* **Task brief**
Task for the records below: count the lines that contain the word "None" and give only that number.

Items from a dataset
use std::time::Duration;

use indicatif::{ProgressBar, ProgressStyle};

use crate::{
    Result,
    diff::{self, Resolution, TrackSearch},
    info,
    management::{SnapshotKey, SnapshotStore},
    notify, selector,
    spotify::SpotifyClient,
    success,
    types::{Collection, FavouriteSet, Snapshot},
};

/// Which collections a run looks at.
#[derive(Debug, Clone, Copy, PartialEq, Eq)]
pub struct ScanOptions {
    pub saved_tracks: bool,
    pub playlists: bool,
    pub favourites_only: bool,
}

impl ScanOptions {
    /// Saved tracks are scanned unless only other playlists were asked for.
    pub fn from_flags(other: bool, all: bool, favourites: bool) -> Self {
        Self {
            saved_tracks: !other || all || favourites,
            playlists: other || all || favourites,
            favourites_only: favourites,
        }
    }
}

/// Diffs `current` against the stored snapshot of `key`, reports the result
/// and replaces the stored snapshot.
///
/// Without a previous snapshot nothing is compared or reported and `None` is
/// returned; the snapshot is stored either way.
pub async fn compare_and_store(
    search: &impl TrackSearch,
    store: &SnapshotStore,
    key: &SnapshotKey,
    current: &Snapshot,
    report: impl FnOnce(&Resolution),
) -> Result<Option<Resolution>> {
    let resolution = match store.load(key).await? {
        Some(previous) => {
            let resolution = diff::resolve(&previous, current, search).await;
            report(&resolution);
            Some(resolution)
        }
        None => None,
    };

    store.save(key, current).await?;
    Ok(resolution)
}

fn progress_bar() -> ProgressBar {
    let pb = ProgressBar::new(0);
    pb.set_style(
        ProgressStyle::with_template("{spinner:.blue} {pos}/{len} {msg}")
            .unwrap_or_else(|_| ProgressStyle::default_bar())
            .tick_chars("⠋⠙⠹⠸⠼⠴⠦⠧⠇⠏"),
    );
    pb.set_message("saved tracks");
    pb.enable_steady_tick(Duration::from_millis(100));
    pb
}

pub async fn scan_saved_tracks(client: &SpotifyClient, store: &SnapshotStore) -> Result<()> {
    info!("Fetching Saved Tracks...");

    let pb = progress_bar();
    let tracks = client
        .saved_tracks(|fetched, total| {
            pb.set_length(total);
            pb.set_position(fetched);
        })
        .await;
    pb.finish_and_clear();
    let tracks = tracks?;

    let current = diff::snapshot_of(&tracks);
    compare_and_store(
        client,
        store,
        &SnapshotKey::saved_tracks(),
        &current,
        notify::report_saved_tracks,
    )
    .await?;

    success!("Updated song cache with the latest list");
    Ok(())
}

pub async fn scan_playlist(
    client: &SpotifyClient,
    store: &SnapshotStore,
    playlist: &Collection,
) -> Result<()> {
    info!("Processing Playlist: {}", playlist.name);

    let tracks = client.playlist_tracks(&playlist.id).await?;
    let current = diff::snapshot_of(&tracks);

    compare_and_store(
        client,
        store,
        &SnapshotKey::playlist(&playlist.name, &playlist.id),
        &current,
        |resolution| notify::report_playlist(&playlist.name, resolution),
    )
    .await?;

    println!();
    Ok(())
}

pub async fn scan_playlists(
    client: &SpotifyClient,
    store: &SnapshotStore,
    favourites: Option<&FavouriteSet>,
) -> Result<()> {
    let playlists = client.playlists().await?;

    if favourites.is_some() {
        info!("Searching for favourite playlists");
    }

    for playlist in selector::select(&playlists, favourites) {
        info!("ID: {}, Name: {}", playlist.id, playlist.name);
        scan_playlist(client, store, &playlist).await?;
    }

    Ok(())
}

* **Your solution**
2